Selon Dominique Vastel (1) certaines ces évolutions sont assez enthousiasmantes. Elles contribuent notamment à alimenter un plaisir centré sur l’individu connecté. Plusieurs aspects sont à prendre en compte avec notamment :

Le plaisir dématérialisé : entre le portable et l’internet, il devient possible de communiquer, de partager, de travailler sans percevoir la présence physique de l’autre. On note des effets de substitution avec certaines consommations matérielles dont on finit par se passer au profit d’un plaisir équivalent voir supérieur obtenu via une consommation  » dans la tête « .

– La possibilité de vivre plusieurs vies en même temps : en réduisant la dualité vie privée / vie professionnelle, ces technologies diminueraient les frustrations et favoriseraient l’épanouissement personnel. Chacun est son propre héro.

– La stimulation émotionnelle vitale et créative : grâce aux technologies, pouvoir faire des choses au moment exact où l’on en ressent l’impulsion pour les concrétiser permet d’optimiser son énergie.

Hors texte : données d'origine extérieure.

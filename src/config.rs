use std::fs;
use std::path::{Path, PathBuf};
use std::time::Duration;

use serde::Deserialize;

use crate::error::{AppError, AppResult};
use crate::geometry::Region;
use crate::input::KeymapPreset;
use crate::nav::{DEFAULT_HISTORY_CAPACITY, DEFAULT_STEP_PX, MIN_CELL_PX, NavSettings};

const APP_DIR: &str = "keygrid";

#[derive(Debug, Clone, Deserialize, PartialEq, Default)]
#[serde(default)]
pub struct Config {
    pub sequence: SequenceConfig,
    pub motion: MotionConfig,
    pub grid: GridConfig,
    pub keymap: KeymapConfig,
    pub desktop: DesktopConfig,
}

#[derive(Debug, Clone, Deserialize, PartialEq, Eq)]
#[serde(default)]
pub struct SequenceConfig {
    pub window_ms: u64,
}

impl Default for SequenceConfig {
    fn default() -> Self {
        Self { window_ms: 250 }
    }
}

#[derive(Debug, Clone, Deserialize, PartialEq, Eq)]
#[serde(default)]
pub struct MotionConfig {
    pub tick_ms: u64,
    pub step_px: i32,
}

impl Default for MotionConfig {
    fn default() -> Self {
        Self {
            tick_ms: 16,
            step_px: DEFAULT_STEP_PX,
        }
    }
}

#[derive(Debug, Clone, Deserialize, PartialEq, Eq)]
#[serde(default)]
pub struct GridConfig {
    pub min_cell_px: i32,
    pub history_capacity: usize,
}

impl Default for GridConfig {
    fn default() -> Self {
        Self {
            min_cell_px: MIN_CELL_PX,
            history_capacity: DEFAULT_HISTORY_CAPACITY,
        }
    }
}

#[derive(Debug, Clone, Deserialize, PartialEq, Eq)]
#[serde(default)]
pub struct KeymapConfig {
    pub preset: String,
}

impl Default for KeymapConfig {
    fn default() -> Self {
        Self {
            preset: KeymapPreset::Qwerty.as_str().to_string(),
        }
    }
}

/// Monitor layout for the simulated desktop.
#[derive(Debug, Clone, Deserialize, PartialEq, Eq)]
#[serde(default)]
pub struct DesktopConfig {
    pub monitors: Vec<Region>,
}

impl Default for DesktopConfig {
    fn default() -> Self {
        Self {
            monitors: vec![Region::new(0, 0, 1920, 1080)],
        }
    }
}

impl Config {
    pub fn load() -> AppResult<Self> {
        let Some(path) = default_config_path() else {
            return Ok(Self::default());
        };
        Self::load_from_path(path)
    }

    pub fn load_from_path(path: impl AsRef<Path>) -> AppResult<Self> {
        let path = path.as_ref();
        if !path.exists() {
            return Ok(Self::default());
        }
        if !path.is_file() {
            return Err(AppError::invalid_argument(format!(
                "config path is not a regular file: {}",
                path.display()
            )));
        }

        let raw = fs::read_to_string(path).map_err(|source| {
            AppError::io_with_context(source, format!("failed to read config: {}", path.display()))
        })?;
        let parsed = toml::from_str::<Self>(&raw).map_err(|source| {
            AppError::invalid_argument(format!(
                "failed to parse config {}: {source}",
                path.display()
            ))
        })?;
        parsed.validate()?;
        Ok(parsed.sanitized())
    }

    /// Rejects values that have no sensible substitute.
    pub fn validate(&self) -> AppResult<()> {
        if self.sequence.window_ms == 0 {
            return Err(AppError::invalid_configuration(
                "sequence.window_ms must be greater than zero",
            ));
        }
        // Zero-area monitors are allowed; the navigator substitutes them.
        let span = i64::from(i32::MIN)..=i64::from(i32::MAX);
        for monitor in &self.desktop.monitors {
            let width = i64::from(monitor.right) - i64::from(monitor.left);
            let height = i64::from(monitor.bottom) - i64::from(monitor.top);
            if !span.contains(&width) || !span.contains(&height) {
                return Err(AppError::invalid_configuration(format!(
                    "desktop.monitors entry {monitor:?} is wider or taller than i32::MAX"
                )));
            }
        }
        Ok(())
    }

    fn sanitized(mut self) -> Self {
        self.motion.tick_ms = self.motion.tick_ms.max(1);
        self.motion.step_px = self.motion.step_px.max(1);
        self.grid.min_cell_px = self.grid.min_cell_px.max(1);
        self.grid.history_capacity = self.grid.history_capacity.max(1);
        self
    }

    pub fn disambiguation_window(&self) -> Duration {
        Duration::from_millis(self.sequence.window_ms)
    }

    pub fn tick_interval(&self) -> Duration {
        Duration::from_millis(self.motion.tick_ms)
    }

    pub fn keymap_preset(&self) -> KeymapPreset {
        KeymapPreset::parse(&self.keymap.preset)
    }

    pub fn nav_settings(&self) -> NavSettings {
        NavSettings {
            min_cell_px: self.grid.min_cell_px,
            step_px: self.motion.step_px,
            history_capacity: self.grid.history_capacity,
        }
    }
}

pub fn default_config_path() -> Option<PathBuf> {
    if let Some(explicit) = std::env::var_os("KEYGRID_CONFIG_PATH")
        && !explicit.is_empty()
    {
        return Some(PathBuf::from(explicit));
    }
    app_dir().map(|dir| dir.join("config.toml"))
}

pub fn default_log_dir() -> Option<PathBuf> {
    app_dir().map(|dir| dir.join("logs"))
}

fn app_dir() -> Option<PathBuf> {
    if let Some(xdg) = std::env::var_os("XDG_CONFIG_HOME")
        && !xdg.is_empty()
    {
        return Some(PathBuf::from(xdg).join(APP_DIR));
    }
    if let Some(home) = std::env::var_os("HOME")
        && !home.is_empty()
    {
        return Some(PathBuf::from(home).join(".config").join(APP_DIR));
    }
    if let Some(appdata) = std::env::var_os("APPDATA")
        && !appdata.is_empty()
    {
        return Some(PathBuf::from(appdata).join(APP_DIR));
    }
    None
}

– La vie en désordre fertile, la déstructuration : téléphone mobile, e-mail renforcent la propension à décider dans l’instant de ce que l’on fait, à organiser son agenda en temps réel. Avec cette place plus grande laissée à l’imprévu, les gens se situent désormais dans des logiques de pensée et d’action ouvertes.

– L’hyper-présent : le présent est davantage vécu intensément dans l’instant, la vie est vécue ici et maintenant.

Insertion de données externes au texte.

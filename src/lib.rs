pub mod app;
pub mod command;
pub mod config;
pub mod error;
pub mod event;
pub mod geometry;
pub mod input;
pub mod logging;
pub mod nav;
pub mod platform;
pub mod sequence;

Voilà en résumé des évolutions positives telles qu’elles ont été développées par les adeptes de l’utilisation des technologies de l’information et de la communication. Mais…

…Comme tout travailleur social qui se respecte, on ne peut que s’interroger sur la validité de tels propos. Car qu’en est-il de la question du sens ? Certains arguments développés précédemment peuvent tout à fait se traduire par de nouvelles aliénations notamment dans le domaine du travail mais aussi de la relation à l’autre. Ainsi l’utilisation du smartphone dans les entreprises permet d’interpeller les salariés à tout moment. Ils disposent de leurs outils de travail à portée d’un clic ou d’une impulsion tactile. Le gain de productivité est réel, quant à la qualité de la vie…

Du téléphone portable à l’utilisation des tablettes en passant par les cartes à puce, les outils apportent un réel confort d’utilisation notamment pour celles et ceux qui les maîtrisent et peuvent en supporter les coûts. Mais ils interrogent aussi le comportement citoyen et le rapport de la personne aux autres

– Ainsi qu’en est il de la relation au temps ? : L’immédiateté et la disponibilité permanente permise par ces technologies favorise l’acte spontané, souvent émotionnel et impulsif. Et cela fonctionne comme par exemple l’acte d’achat issu du désir immédiat. Tout est à portée de l’index. Qu’en est-il du temps de la réflexion, de la maturation d’un choix, ou encore du désir réfléchi et programmé ?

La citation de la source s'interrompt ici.